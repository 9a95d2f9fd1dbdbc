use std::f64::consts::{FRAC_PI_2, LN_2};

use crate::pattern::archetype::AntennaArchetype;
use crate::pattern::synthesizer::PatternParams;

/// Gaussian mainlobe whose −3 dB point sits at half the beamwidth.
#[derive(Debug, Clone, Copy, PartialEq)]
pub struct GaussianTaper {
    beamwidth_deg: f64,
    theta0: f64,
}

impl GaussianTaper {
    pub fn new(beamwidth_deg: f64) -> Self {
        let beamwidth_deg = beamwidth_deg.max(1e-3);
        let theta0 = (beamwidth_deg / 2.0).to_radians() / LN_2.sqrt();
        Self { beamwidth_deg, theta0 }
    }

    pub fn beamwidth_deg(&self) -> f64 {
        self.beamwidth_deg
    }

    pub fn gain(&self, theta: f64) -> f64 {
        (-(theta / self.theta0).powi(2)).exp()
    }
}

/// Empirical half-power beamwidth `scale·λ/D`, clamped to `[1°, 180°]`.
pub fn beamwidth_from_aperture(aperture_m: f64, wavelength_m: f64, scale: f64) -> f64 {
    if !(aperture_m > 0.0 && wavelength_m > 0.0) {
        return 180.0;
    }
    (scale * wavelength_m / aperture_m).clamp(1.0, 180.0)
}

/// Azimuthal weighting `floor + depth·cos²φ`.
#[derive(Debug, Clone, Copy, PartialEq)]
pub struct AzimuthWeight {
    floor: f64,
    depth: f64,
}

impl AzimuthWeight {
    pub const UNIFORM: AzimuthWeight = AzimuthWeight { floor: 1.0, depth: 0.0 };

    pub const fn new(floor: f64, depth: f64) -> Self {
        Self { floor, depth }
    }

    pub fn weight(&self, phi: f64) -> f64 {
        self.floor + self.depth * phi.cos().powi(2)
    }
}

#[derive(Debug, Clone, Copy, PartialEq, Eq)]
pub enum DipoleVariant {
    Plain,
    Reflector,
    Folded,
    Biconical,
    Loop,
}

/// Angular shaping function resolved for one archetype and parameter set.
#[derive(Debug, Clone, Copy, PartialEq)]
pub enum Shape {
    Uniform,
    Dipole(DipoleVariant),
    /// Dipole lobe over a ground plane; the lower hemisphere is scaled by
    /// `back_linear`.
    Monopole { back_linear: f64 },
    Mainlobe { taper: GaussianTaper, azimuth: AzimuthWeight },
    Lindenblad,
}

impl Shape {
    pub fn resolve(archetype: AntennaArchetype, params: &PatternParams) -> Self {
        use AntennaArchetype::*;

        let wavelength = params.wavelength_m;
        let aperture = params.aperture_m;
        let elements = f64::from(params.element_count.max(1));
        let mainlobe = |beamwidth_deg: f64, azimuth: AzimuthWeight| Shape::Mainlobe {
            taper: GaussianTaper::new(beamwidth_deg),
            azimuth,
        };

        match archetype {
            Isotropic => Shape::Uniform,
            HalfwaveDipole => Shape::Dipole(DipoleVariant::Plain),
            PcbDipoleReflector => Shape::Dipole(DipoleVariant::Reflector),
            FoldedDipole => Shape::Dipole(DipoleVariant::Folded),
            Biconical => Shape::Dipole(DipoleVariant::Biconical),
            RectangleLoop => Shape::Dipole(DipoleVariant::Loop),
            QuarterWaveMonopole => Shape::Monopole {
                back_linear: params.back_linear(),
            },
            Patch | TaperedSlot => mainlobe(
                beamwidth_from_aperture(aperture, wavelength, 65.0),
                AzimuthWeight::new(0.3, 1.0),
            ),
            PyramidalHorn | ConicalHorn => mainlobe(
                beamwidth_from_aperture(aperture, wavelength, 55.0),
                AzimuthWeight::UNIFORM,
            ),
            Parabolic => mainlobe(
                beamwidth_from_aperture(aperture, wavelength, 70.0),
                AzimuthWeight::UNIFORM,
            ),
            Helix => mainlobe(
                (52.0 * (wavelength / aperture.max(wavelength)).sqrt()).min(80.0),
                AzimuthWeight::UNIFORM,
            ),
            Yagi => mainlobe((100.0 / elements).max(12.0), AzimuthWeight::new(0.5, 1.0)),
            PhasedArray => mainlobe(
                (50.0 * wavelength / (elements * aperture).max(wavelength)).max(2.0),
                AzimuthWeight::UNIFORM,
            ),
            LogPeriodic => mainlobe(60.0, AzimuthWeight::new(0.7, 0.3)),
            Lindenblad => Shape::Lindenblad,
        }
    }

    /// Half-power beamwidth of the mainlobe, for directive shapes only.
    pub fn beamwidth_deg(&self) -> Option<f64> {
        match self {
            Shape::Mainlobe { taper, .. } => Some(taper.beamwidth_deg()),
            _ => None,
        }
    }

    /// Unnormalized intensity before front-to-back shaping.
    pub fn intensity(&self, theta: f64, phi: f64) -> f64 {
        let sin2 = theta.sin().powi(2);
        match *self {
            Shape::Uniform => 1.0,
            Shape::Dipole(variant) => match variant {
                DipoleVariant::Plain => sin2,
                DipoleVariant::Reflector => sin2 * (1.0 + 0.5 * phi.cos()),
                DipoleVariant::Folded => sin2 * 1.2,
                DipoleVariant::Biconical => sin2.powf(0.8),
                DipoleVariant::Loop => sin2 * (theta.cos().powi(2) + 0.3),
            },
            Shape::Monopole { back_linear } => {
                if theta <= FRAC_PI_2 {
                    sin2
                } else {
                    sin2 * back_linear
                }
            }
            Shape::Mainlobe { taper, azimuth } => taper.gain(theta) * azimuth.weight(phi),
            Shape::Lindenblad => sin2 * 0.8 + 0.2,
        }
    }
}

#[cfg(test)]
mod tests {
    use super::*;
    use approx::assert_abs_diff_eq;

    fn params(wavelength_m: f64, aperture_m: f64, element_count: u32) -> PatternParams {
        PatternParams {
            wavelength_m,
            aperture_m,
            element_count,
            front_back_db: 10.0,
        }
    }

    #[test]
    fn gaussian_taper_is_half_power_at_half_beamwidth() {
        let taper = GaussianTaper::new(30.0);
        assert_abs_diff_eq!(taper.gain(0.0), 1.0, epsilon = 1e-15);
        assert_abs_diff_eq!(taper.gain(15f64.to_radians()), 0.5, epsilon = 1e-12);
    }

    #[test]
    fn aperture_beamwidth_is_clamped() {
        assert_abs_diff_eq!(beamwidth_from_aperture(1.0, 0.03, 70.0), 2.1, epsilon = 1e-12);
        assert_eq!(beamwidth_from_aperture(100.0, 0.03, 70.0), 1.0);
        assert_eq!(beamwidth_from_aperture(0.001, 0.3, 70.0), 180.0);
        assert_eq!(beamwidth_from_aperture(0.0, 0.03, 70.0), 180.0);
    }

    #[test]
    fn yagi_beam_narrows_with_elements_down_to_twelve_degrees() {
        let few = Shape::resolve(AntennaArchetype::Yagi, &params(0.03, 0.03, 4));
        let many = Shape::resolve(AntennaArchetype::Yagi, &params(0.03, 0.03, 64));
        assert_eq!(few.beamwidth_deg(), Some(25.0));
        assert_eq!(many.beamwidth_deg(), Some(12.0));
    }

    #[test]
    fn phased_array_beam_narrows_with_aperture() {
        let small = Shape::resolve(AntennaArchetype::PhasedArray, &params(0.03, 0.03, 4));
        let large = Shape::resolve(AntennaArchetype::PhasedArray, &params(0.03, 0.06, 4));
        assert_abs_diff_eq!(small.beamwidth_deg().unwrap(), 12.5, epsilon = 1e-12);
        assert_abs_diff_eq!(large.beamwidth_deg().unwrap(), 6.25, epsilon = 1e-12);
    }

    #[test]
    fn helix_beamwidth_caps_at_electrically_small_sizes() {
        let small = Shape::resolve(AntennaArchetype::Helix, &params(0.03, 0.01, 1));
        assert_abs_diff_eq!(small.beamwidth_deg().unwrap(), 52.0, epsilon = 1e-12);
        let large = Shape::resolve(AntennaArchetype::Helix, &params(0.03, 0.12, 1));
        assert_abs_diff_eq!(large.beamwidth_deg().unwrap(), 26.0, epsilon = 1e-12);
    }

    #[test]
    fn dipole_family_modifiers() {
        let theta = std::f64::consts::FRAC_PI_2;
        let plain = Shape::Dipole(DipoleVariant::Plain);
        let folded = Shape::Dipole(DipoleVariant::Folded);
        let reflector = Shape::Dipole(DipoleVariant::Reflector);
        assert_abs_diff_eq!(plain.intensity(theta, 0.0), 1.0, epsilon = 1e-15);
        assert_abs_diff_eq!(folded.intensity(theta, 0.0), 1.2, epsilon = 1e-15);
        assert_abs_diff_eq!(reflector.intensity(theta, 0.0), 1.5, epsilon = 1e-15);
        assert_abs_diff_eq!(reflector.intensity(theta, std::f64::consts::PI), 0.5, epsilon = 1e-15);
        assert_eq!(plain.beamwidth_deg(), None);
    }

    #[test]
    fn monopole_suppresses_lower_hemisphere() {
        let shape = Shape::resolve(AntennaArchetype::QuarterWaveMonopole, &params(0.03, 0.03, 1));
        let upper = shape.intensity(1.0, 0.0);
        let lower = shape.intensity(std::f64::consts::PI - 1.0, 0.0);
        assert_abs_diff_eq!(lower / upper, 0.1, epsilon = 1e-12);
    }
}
----
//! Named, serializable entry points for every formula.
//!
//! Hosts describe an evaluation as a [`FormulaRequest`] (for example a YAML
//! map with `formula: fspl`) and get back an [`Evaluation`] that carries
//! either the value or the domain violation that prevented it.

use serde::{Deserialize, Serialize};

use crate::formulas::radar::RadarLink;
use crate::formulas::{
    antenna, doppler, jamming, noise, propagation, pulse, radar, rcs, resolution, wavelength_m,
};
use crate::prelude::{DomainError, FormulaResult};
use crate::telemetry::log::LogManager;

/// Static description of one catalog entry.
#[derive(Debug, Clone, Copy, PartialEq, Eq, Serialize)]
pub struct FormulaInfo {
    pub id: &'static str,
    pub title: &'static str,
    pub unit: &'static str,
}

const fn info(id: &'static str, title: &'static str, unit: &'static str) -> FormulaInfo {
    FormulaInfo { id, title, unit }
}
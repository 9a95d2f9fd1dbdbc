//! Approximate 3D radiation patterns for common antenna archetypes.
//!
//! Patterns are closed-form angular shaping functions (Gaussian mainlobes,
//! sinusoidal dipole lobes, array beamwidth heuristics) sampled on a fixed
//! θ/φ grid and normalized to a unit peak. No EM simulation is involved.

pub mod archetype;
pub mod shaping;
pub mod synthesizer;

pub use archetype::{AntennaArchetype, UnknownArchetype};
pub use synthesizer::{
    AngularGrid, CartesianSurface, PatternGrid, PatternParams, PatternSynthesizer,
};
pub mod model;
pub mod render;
----
> _What is expected_:
Each line in the data that holds the word "gain" must be copied.

> _Solution for this problem_:
    pub fn gain(&self, theta: f64) -> f64 {
            Shape::Mainlobe { taper, azimuth } => taper.gain(theta) * azimuth.weight(phi),
        assert_abs_diff_eq!(taper.gain(0.0), 1.0, epsilon = 1e-15);
        assert_abs_diff_eq!(taper.gain(15f64.to_radians()), 0.5, epsilon = 1e-12);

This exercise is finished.